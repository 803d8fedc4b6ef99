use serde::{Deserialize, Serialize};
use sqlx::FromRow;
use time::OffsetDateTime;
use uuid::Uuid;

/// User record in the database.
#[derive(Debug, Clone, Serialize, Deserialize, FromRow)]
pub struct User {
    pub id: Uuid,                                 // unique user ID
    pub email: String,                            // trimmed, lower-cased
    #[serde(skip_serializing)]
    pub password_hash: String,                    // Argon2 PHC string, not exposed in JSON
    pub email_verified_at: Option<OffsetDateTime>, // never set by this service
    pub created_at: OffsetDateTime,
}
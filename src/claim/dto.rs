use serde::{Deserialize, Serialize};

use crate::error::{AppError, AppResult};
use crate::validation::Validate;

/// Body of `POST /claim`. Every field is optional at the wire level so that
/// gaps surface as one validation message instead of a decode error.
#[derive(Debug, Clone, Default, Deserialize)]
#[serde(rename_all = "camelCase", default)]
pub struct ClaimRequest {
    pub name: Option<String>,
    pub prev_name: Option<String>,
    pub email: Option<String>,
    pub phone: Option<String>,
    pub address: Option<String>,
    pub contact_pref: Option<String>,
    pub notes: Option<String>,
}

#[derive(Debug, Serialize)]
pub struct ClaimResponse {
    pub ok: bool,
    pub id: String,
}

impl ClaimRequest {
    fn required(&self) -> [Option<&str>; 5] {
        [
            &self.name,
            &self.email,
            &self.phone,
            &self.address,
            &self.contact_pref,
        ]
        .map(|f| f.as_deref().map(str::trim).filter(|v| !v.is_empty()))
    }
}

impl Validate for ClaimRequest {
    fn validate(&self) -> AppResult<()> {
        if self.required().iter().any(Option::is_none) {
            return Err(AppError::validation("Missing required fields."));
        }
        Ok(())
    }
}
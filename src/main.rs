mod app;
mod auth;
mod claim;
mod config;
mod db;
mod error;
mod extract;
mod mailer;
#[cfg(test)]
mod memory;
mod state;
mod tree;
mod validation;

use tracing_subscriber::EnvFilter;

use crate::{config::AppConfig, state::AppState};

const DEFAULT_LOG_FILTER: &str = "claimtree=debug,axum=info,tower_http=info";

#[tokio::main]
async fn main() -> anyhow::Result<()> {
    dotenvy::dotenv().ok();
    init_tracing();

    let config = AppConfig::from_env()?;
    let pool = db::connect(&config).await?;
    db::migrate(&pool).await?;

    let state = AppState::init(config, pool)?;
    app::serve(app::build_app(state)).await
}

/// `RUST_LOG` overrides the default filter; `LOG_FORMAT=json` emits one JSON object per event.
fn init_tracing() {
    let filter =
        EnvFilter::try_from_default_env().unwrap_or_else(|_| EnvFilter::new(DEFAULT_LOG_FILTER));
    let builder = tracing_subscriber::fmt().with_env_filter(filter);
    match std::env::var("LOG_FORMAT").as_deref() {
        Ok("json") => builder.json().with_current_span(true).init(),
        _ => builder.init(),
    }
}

• • • •

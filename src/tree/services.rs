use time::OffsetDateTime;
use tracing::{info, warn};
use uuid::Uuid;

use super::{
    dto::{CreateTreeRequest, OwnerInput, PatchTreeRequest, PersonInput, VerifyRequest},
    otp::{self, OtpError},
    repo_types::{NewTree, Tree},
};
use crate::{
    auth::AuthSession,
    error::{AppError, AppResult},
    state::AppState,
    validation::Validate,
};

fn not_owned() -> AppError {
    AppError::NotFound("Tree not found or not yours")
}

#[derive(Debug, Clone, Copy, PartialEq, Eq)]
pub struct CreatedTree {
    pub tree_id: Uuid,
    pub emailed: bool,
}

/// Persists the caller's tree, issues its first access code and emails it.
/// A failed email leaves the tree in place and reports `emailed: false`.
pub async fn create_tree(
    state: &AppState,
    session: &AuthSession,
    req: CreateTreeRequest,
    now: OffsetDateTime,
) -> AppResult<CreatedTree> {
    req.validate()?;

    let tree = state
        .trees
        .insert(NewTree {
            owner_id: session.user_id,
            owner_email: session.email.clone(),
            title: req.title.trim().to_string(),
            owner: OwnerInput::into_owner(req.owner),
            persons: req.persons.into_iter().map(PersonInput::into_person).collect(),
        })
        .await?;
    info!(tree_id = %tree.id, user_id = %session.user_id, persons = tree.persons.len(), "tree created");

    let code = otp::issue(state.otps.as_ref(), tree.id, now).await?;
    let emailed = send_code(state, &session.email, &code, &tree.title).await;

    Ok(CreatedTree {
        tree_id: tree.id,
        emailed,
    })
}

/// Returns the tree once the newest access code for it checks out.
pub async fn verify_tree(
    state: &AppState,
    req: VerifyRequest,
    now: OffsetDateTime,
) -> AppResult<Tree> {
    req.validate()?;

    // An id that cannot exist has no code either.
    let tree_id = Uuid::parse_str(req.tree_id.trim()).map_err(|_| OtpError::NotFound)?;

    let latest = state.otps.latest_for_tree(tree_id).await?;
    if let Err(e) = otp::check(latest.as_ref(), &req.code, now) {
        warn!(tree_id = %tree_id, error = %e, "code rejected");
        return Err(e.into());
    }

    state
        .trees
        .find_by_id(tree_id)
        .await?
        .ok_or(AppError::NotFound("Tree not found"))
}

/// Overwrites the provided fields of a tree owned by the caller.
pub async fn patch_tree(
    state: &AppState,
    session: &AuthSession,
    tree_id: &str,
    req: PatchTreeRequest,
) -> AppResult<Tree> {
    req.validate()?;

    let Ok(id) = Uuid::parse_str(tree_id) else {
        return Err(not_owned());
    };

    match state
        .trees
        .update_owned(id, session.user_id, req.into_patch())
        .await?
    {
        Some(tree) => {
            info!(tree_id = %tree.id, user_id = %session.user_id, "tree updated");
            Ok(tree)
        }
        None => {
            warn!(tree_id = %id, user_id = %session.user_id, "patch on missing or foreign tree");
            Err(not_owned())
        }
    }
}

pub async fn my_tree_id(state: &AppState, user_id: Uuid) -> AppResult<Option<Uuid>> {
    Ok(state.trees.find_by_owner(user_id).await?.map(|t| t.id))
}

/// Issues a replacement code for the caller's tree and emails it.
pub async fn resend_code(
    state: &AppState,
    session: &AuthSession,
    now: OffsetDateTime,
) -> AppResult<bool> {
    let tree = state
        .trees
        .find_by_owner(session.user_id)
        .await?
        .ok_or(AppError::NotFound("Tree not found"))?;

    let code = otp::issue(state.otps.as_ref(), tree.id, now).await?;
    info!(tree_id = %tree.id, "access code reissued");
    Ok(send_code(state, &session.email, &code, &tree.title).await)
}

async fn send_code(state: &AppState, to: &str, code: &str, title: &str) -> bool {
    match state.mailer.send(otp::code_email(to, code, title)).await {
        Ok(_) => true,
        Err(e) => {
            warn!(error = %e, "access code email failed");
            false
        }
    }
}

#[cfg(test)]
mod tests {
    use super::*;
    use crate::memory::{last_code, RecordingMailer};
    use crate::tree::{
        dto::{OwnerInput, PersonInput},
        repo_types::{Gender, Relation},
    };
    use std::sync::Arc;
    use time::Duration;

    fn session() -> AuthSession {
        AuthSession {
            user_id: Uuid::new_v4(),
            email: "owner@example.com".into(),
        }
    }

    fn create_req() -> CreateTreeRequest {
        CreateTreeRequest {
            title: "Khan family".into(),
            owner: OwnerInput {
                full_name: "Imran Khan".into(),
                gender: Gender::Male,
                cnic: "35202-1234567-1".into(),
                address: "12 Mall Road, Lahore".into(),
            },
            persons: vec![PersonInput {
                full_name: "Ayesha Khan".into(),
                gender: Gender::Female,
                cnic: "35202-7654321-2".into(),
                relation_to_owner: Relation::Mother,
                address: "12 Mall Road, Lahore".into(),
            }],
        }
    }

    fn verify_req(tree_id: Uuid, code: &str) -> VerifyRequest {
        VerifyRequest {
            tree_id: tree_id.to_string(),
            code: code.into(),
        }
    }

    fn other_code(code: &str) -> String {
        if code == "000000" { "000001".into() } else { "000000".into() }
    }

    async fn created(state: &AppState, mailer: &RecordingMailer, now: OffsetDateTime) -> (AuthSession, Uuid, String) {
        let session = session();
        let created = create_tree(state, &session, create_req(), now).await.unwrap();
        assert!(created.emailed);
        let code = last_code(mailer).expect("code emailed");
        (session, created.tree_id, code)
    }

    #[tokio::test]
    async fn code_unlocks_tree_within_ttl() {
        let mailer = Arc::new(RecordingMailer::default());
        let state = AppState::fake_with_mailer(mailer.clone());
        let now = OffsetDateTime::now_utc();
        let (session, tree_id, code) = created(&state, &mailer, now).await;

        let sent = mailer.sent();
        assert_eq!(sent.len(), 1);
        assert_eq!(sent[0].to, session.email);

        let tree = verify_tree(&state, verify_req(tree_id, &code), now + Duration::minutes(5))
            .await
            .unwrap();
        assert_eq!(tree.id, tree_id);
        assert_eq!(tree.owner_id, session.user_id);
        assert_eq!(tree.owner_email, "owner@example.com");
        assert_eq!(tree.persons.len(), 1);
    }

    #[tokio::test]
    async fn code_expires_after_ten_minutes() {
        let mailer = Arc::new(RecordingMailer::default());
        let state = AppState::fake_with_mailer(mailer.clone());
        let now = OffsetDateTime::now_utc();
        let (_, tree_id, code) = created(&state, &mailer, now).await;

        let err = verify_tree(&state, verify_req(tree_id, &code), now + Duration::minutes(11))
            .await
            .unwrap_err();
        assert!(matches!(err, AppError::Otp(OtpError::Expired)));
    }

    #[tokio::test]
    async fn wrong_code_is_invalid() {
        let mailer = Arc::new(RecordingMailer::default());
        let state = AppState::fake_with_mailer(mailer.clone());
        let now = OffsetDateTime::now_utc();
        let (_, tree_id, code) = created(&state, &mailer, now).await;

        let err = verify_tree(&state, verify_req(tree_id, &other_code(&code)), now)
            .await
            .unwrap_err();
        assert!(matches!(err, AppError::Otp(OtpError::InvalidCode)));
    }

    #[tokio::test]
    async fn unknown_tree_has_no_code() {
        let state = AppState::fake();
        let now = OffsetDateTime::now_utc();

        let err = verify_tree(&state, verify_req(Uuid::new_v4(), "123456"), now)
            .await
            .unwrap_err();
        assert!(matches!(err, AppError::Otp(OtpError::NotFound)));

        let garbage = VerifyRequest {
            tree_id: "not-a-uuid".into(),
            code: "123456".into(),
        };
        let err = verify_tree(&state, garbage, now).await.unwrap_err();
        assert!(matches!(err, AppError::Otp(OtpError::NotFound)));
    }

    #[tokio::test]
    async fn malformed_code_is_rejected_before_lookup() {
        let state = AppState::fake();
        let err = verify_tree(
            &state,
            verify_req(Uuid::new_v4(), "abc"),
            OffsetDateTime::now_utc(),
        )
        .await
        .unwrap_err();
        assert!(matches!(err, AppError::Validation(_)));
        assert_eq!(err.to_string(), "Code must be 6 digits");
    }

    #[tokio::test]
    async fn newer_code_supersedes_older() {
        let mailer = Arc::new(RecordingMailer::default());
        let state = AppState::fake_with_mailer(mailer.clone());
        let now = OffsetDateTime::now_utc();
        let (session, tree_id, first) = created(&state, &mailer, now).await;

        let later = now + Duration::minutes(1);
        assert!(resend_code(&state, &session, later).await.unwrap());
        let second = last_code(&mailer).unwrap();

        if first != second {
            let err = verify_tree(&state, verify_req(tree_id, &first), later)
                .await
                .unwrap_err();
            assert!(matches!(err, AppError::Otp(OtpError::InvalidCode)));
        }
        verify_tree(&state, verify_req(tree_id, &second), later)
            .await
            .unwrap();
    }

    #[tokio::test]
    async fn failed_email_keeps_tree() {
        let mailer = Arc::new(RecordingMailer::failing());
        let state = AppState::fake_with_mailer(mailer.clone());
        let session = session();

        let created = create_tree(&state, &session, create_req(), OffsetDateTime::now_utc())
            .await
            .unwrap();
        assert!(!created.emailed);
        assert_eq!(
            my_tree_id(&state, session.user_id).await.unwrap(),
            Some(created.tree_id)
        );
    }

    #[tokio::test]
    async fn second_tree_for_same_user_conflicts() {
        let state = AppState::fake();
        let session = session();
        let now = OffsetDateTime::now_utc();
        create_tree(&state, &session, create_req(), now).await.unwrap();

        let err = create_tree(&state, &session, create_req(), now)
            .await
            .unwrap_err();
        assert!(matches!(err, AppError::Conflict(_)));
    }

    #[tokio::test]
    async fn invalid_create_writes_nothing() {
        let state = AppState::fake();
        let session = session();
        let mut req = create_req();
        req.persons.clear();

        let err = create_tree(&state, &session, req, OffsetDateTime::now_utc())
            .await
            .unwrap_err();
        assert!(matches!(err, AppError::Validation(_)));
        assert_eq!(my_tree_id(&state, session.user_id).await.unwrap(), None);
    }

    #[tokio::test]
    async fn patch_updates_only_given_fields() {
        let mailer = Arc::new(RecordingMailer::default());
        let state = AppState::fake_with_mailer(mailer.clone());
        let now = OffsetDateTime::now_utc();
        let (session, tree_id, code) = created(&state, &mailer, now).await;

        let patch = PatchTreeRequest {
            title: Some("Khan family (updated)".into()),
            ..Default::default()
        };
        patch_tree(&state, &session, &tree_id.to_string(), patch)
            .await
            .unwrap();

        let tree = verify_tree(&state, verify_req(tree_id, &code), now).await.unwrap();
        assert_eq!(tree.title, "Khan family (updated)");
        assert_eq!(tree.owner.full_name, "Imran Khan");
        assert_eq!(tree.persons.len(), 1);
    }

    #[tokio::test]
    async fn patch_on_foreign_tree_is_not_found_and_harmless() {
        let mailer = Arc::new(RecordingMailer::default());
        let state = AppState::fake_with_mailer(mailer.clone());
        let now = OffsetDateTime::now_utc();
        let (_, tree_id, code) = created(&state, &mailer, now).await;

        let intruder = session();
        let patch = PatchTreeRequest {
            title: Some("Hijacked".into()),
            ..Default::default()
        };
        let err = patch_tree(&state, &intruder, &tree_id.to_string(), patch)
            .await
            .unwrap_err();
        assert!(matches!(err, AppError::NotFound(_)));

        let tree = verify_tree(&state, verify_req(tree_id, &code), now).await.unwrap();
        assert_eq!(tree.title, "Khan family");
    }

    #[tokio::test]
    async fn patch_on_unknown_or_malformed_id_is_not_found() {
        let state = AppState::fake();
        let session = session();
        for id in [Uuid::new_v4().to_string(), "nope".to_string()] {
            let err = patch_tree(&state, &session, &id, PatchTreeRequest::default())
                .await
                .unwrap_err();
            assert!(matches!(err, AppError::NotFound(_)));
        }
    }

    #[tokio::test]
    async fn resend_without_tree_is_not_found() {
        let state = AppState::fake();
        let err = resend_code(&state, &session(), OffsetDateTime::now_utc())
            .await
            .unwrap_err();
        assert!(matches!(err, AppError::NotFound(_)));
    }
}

• • • •

## BRIEF
Search the data for "warn". Copy every line that has it.

## SOLUTION FOR THIS TASK
use tracing::{info, warn};
        warn!(tree_id = %tree_id, error = %e, "code rejected");
            warn!(tree_id = %id, user_id = %session.user_id, "patch on missing or foreign tree");
            warn!(error = %e, "access code email failed");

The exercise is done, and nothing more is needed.